▶ **Assignment**
Look for the word "LabelSet" in the material below, then report each line where it occurs.

= = =

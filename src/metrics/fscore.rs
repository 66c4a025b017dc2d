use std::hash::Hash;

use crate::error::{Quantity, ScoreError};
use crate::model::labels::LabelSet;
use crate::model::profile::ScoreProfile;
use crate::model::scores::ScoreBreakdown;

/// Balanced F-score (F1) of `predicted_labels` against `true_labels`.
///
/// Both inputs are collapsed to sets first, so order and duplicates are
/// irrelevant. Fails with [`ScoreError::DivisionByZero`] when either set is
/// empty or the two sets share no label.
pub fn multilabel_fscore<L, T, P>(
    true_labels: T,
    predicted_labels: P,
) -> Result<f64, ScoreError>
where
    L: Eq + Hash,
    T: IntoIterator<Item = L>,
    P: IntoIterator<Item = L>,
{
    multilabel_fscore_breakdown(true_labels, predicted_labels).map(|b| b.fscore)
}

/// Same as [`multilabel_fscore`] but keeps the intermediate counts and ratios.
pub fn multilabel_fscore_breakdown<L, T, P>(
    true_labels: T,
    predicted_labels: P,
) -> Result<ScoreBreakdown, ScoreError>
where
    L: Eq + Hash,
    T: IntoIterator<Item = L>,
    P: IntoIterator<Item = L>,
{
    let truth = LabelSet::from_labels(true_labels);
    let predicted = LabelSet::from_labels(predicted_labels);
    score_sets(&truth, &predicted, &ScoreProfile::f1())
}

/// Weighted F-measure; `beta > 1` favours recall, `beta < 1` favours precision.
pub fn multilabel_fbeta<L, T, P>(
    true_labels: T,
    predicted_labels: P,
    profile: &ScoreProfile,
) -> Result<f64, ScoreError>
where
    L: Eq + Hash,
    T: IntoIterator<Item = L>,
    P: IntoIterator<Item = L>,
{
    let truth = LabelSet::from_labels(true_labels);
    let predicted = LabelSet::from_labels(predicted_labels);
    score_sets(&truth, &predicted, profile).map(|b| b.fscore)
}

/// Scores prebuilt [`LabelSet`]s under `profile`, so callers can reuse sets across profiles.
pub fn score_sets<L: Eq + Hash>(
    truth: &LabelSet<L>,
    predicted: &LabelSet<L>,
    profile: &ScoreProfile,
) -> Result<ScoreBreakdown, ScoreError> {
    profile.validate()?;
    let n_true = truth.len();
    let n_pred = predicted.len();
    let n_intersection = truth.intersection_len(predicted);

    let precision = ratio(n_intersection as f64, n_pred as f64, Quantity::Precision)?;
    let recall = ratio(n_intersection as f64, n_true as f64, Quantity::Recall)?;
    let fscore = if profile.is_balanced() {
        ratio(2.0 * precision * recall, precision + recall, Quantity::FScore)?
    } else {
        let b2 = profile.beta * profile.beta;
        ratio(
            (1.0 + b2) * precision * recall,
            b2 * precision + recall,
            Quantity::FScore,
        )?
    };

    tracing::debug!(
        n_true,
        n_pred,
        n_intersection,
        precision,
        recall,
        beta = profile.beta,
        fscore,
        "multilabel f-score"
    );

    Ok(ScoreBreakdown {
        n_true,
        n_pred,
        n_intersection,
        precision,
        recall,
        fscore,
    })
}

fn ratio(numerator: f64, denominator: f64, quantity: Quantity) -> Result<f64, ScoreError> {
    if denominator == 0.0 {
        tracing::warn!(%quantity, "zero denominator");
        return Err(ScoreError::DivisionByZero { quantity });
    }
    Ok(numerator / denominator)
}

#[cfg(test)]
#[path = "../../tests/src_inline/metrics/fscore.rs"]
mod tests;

= = =

▶ **Finished task**
use crate::model::labels::LabelSet;
    let truth = LabelSet::from_labels(true_labels);
    let predicted = LabelSet::from_labels(predicted_labels);
    let truth = LabelSet::from_labels(true_labels);
    let predicted = LabelSet::from_labels(predicted_labels);
/// Scores prebuilt [`LabelSet`]s under `profile`, so callers can reuse sets across profiles.
    truth: &LabelSet<L>,
    predicted: &LabelSet<L>,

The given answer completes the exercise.